Después pensó que el vecino eventualmente interrumpido en su sueño sabría comprender al día siguiente, al comparar la nimiedad de su molestia con un acontecimiento que sería la comidilla del barrio durante meses, y del que se habría convertido en testigo privilegiado y , por tanto, en solicitado relator.

Si todo se diera bien, hasta podría llegar a salir en televisión, pero no sólo en la de Barcelona, no; seguramente en TV3 y quizá en una estatal. Bien le valdría a Aurora un pequeño enfado pasajero para recibir luego la larga gratitud del vecino eventualmente interrumpido en su sueño.

Se preguntaba si la violencia fatal sería la mejor solución para esto.

Podría optar también por una actitud digna. Podría entregar a la desconocida, cuando abriera la puerta atándose la cinta del albornoz, una maleta con la ropa de Darío y sin una palabra. No sería toda la ropa, claro, pero sí sería un buen símbolo. Pero no tenía en el coche ni ropa ni maleta, y nada le garantizaba que en el tiempo que tardara en ir a buscarlas, no perdería su oportunidad, o no desaparecerían las pruebas.

Un hombre que pasaba por tercera vez delante del coche con actitud nerviosa, detuvo la mirada por unos segundos en ella, que al fin reparó en él. En esas circunstancias podría haber sentido miedo, pero no le sucedió.

Siguió considerando – la noche barcelonesa estaba propicia, estrellada – y consideró la posibilidad de estropearles la noche haciendo sonar el timbre mientras durara, pero la descartó por pueril, y porque ahora si tendría que molestar a todos los vecinos de la planta. Mucha inversión, poco beneficio.

Esperarlos y dejarse ver cuando salieran, para después negociar, armada para siempre de argumentos, no lo contó; como tampoco torturar al traidor psicológica, lenta, femeninamente, sabía que en esos casos la sonrisa masculina, encantadora de Darío derrotaría sin remedio toda intención artera.

El hombre que deambulaba estaba ahora con las manos apoyadas contra un árbol y la cabeza entre los brazos, y parecía necesitar a alguien. Por un momento, Aurora se olvidó del asunto que la ocupaba, y no pudo resistir el impulso maternal de acercarse al desvalido.

Era un hombre joven, y en otras circunstancias podría llegar a ser atractivo, pensaba; ahora estaba desaliñado y con la expresión desencajada. Se llamaba Mario.

Aurora se acercó, y aunque el hombre se resistió a hablar en un principio, lo tranquilizó, se ganó su confianza, y se quedó helada y sin saber cómo mirarlo cuando le oyó decir, señalando al edificio:

– Es que mi mujer esta ahí dentro con un tío, sabes?

Cuando consiguió salir de su asombro, el arco de sus posibilidades se había ampliado considerablemente.

Ya en el coche, una vez confirmado lo que tenía claro, tomó dos decisiones y puso al tanto a su compañero de los curiosos detalles de la situación y de su todavía no demasiado clara misión a esas horas, en ese sitio, y en ese coche.

– Y ahora que hacemos? – preguntó Mario buscando desesperadamente un rumbo.

– No lo sé -respondió Aurora, ofreciéndoselo – la decisión la debes tomar tu.

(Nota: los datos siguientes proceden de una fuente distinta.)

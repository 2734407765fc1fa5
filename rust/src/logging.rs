//! Logging macros for the scheduler with verbosity level control.
//!
//! All output goes to stderr. Verbosity levels:
//! - 0: SILENT (only warnings and errors)
//! - 1: CHANGES (one line per job/chain an operation touched)
//! - 2: CHECKS (candidate consideration, skip reasons)
//! - 3: DEBUG (raw external tool traffic, file operations)

/// Verbosity level constants.
pub const VERBOSITY_SILENT: u8 = 0;
pub const VERBOSITY_CHANGES: u8 = 1;
pub const VERBOSITY_CHECKS: u8 = 2;
pub const VERBOSITY_DEBUG: u8 = 3;

/// Log a warning regardless of verbosity.
///
/// Used for: skipped jobs, self-healing corrections, integrity violations.
#[macro_export]
macro_rules! log_warn {
    ($($arg:tt)*) => {
        eprintln!($($arg)*);
    };
}

/// Log at CHANGES level (verbosity >= 1).
///
/// Used for: job creation, staging, submission, retrieval, aborts.
#[macro_export]
macro_rules! log_changes {
    ($verbosity:expr, $($arg:tt)*) => {
        if $verbosity >= $crate::logging::VERBOSITY_CHANGES {
            eprintln!($($arg)*);
        }
    };
}

/// Log at CHECKS level (verbosity >= 2).
///
/// Used for: which jobs/chains were considered and why one was passed over.
#[macro_export]
macro_rules! log_checks {
    ($verbosity:expr, $($arg:tt)*) => {
        if $verbosity >= $crate::logging::VERBOSITY_CHECKS {
            eprintln!($($arg)*);
        }
    };
}

/// Log at DEBUG level (verbosity >= 3).
///
/// Used for: external command lines, copied and removed paths.
#[macro_export]
macro_rules! log_debug {
    ($verbosity:expr, $($arg:tt)*) => {
        if $verbosity >= $crate::logging::VERBOSITY_DEBUG {
            eprintln!($($arg)*);
        }
    };
}

#[cfg(test)]
mod tests {
    use super::*;

    #[test]
    fn test_verbosity_ordering() {
        assert!(VERBOSITY_SILENT < VERBOSITY_CHANGES);
        assert!(VERBOSITY_CHANGES < VERBOSITY_CHECKS);
        assert!(VERBOSITY_CHECKS < VERBOSITY_DEBUG);
    }

    #[test]
    fn test_log_macros_compile() {
        let verbosity = VERBOSITY_SILENT;
        log_changes!(verbosity, "test {}", 1);
        log_checks!(verbosity, "test {}", 2);
        log_debug!(verbosity, "test {}", 3);
    }
}
impl JobStore {
    /// Create an empty store that will save to `path`.
    pub fn new(path: impl Into<PathBuf>, archive_root: impl Into<PathBuf>) -> Self {
        Self {
            path: path.into(),
            archive_root: archive_root.into(),
            header: DEFAULT_HEADER.to_string(),
            jobs: IndexMap::default(),
        }
    }

    /// Load the ledger at `path`. A missing ledger is a configuration error.
    pub fn load(path: impl Into<PathBuf>, archive_root: impl Into<PathBuf>) -> Result<Self> {
        let mut store = Self::new(path, archive_root);
        let text = fs::read_to_string(&store.path).map_err(|e| {
            PostboxError::Config(format!(
                "cannot read jobs file {}: {}",
                store.path.display(),
                e
            ))
        })?;
        store.parse(&text)?;
        Ok(store)
    }

    fn parse(&mut self, text: &str) -> Result<()> {
        let mut lines = text.split_inclusive('\n');
        let mut header = String::new();
        for _ in 0..2 {
            let line = lines.next().ok_or_else(|| PostboxError::MalformedLedger {
                line: 0,
                reason: "ledger is missing its two-line header".to_string(),
            })?;
            header.push_str(line);
            if !line.ends_with('\n') {
                header.push('\n');
            }
        }
        self.header = header;
        self.jobs.clear();

        for (idx, line) in lines.enumerate() {
            if line.trim().is_empty() {
                continue;
            }
            // Header occupies lines 1 and 2.
            let mut job = parse_record(line, idx + 3)?;
            if self.jobs.contains_key(&job.sid) {
                return Err(PostboxError::MalformedLedger {
                    line: idx + 3,
                    reason: format!("duplicate SID {:06}", job.sid),
                });
            }
            job.output_path = self.output_path_for(&job);
            self.jobs.insert(job.sid, job);
        }
        Ok(())
    }

    /// Render the full ledger text.
    pub fn render(&self) -> String {
        let mut out = self.header.clone();
        for job in self.jobs.values() {
            out.push_str(&render_record(job));
            out.push('\n');
        }
        out
    }

    /// Write the whole ledger back to disk.
    pub fn save(&self) -> Result<()> {
        fs::write(&self.path, self.render()).map_err(|e| PostboxError::io(&self.path, e))
    }

    pub fn path(&self) -> &Path {
        &self.path
    }

    /// Smallest SID in `[1, SID_CEILING)` not used yet.
    pub fn allocate_id(&self) -> Result<Sid> {
        (1..SID_CEILING)
            .find(|sid| !self.jobs.contains_key(sid))
            .ok_or_else(|| {
                PostboxError::Config(format!("SID space [1, {}) exhausted", SID_CEILING))
            })
    }

    /// Insert a new Waiting job and return its SID.
    ///
    /// `params` may not contain `|`, and neither field may contain a line
    /// break; both would change the record on the next load.
    pub fn create(&mut self, depends_on: Option<Sid>, params: &str, comment: &str) -> Result<Sid> {
        check_field("params", params, true)?;
        check_field("comment", comment, false)?;
        let sid = self.allocate_id()?;
        let job = Job::new(sid, depends_on, params.to_string(), comment.to_string());
        self.jobs.insert(sid, job);
        Ok(sid)
    }

    pub fn get(&self, sid: Sid) -> Option<&Job> {
        self.jobs.get(&sid)
    }

    /// Like `get`, but an unknown SID is a lookup error.
    pub fn job(&self, sid: Sid) -> Result<&Job> {
        self.jobs.get(&sid).ok_or(PostboxError::JobNotFound(sid))
    }

    pub fn contains(&self, sid: Sid) -> bool {
        self.jobs.contains_key(&sid)
    }

    /// All jobs in ledger order.
    pub fn jobs(&self) -> impl Iterator<Item = &Job> {
        self.jobs.values()
    }

    pub fn len(&self) -> usize {
        self.jobs.len()
    }

    pub fn is_empty(&self) -> bool {
        self.jobs.is_empty()
    }

    /// Jobs with `status`, in ledger order.
    pub fn filter_by_status(&self, status: JobStatus) -> Vec<&Job> {
        self.jobs.values().filter(|j| j.status == status).collect()
    }

    /// SIDs of jobs with `status`, in ledger order.
    pub fn sids_with_status(&self, status: JobStatus) -> Vec<Sid> {
        self.filter_by_status(status).iter().map(|j| j.sid).collect()
    }

    /// A job can be staged once its predecessor exists and is Complete.
    pub fn ready_to_stage(&self, job: &Job) -> bool {
        job.depends_on
            .and_then(|dep| self.jobs.get(&dep))
            .is_some_and(|dep| dep.status == JobStatus::Complete)
    }

    /// Follow `depends_on` links from `sid` back to a job without predecessor.
    ///
    /// The result starts with `sid` itself. A dangling link or a cycle is an
    /// error rather than a truncated walk.
    pub fn dependency_chain(&self, sid: Sid) -> Result<Vec<Sid>> {
        let mut chain = Vec::new();
        let mut seen = FxHashSet::default();
        let mut current = self.job(sid)?;

        loop {
            if !seen.insert(current.sid) {
                return Err(PostboxError::Integrity(vec![format!(
                    "dependency cycle through SID {:06}",
                    current.sid
                )]));
            }
            chain.push(current.sid);
            match current.depends_on {
                Some(dep) => current = self.job(dep)?,
                None => return Ok(chain),
            }
        }
    }

    /// Change a job's status and keep its output path in step.
    pub fn set_status(&mut self, sid: Sid, status: JobStatus) -> Result<()> {
        let job = self
            .jobs
            .get_mut(&sid)
            .ok_or(PostboxError::JobNotFound(sid))?;
        job.status = status;
        self.update_output_path(sid);
        Ok(())
    }

    /// Bind a job to a chain, or unbind it with `None`.
    pub fn set_chain(&mut self, sid: Sid, chain: Option<ChainNumber>) -> Result<()> {
        let job = self
            .jobs
            .get_mut(&sid)
            .ok_or(PostboxError::JobNotFound(sid))?;
        job.current_chain = chain;
        Ok(())
    }

    /// Recompute `output_path` from the job's current status.
    pub fn update_output_path(&mut self, sid: Sid) {
        let path = match self.jobs.get(&sid) {
            Some(job) => self.output_path_for(job),
            None => return,
        };
        if let Some(job) = self.jobs.get_mut(&sid) {
            job.output_path = path;
        }
    }

    fn output_path_for(&self, job: &Job) -> Option<PathBuf> {
        (job.status == JobStatus::Complete)
            .then(|| self.archive_root.join(format!("{:06}", job.sid)))
    }
}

Pero ten en cuenta que hay cosas que no tienen vuelta atrás, que los cuernos que llevas hoy ya no te los quita nadie. Además , quién sabe cuánto tiempo hace que se entienden? No sabes si son meses,…o años!

La expresión de Mario iba coloreándose.

– Fíjate, pueden llevar años engañándonos, y nosotros aquí, tan tranquilos! Porque aquí las víctimas somos los dos, Mario, tú y yo!

Aurora sabía como manejar la voluntad de un hombre débil.

Y supo contenerse y contener a su compañero cuando, al levantar la vista de su reloj que decía 04:49, la si antes no, ahora pareja, salía del edificio ignorando a sus vigilantes abrazados, felices; y Mario quiso atacar, ciego.

Esta vez no subieron a un taxi, sino a un Citroen AX rojo, matrícula de Barcelona y basta de datos, que había sobrevivido mal estacionado toda la noche, y bajaron por el Passeig Maragall, Sant Antoni María Claret y Marina, hasta el mar.

Aurora y Mario vieron cómo bajaban del coche, cómo se besaban más largamente aún que al salir del árabe, cómo caminaban unidos hasta la escollera del Port Olímpic, mientras el horizonte comenzaba a distinguirse.

Aurora se preguntaba si, si eso era amor, le atañería a ella.

Abrumada ya por el sueño, el cansancio y la impotencia, se preguntó si Darío no habría sido más feliz con un mujer capaz de ejercer el erotismo después del romanticismo, que tan bien conocía.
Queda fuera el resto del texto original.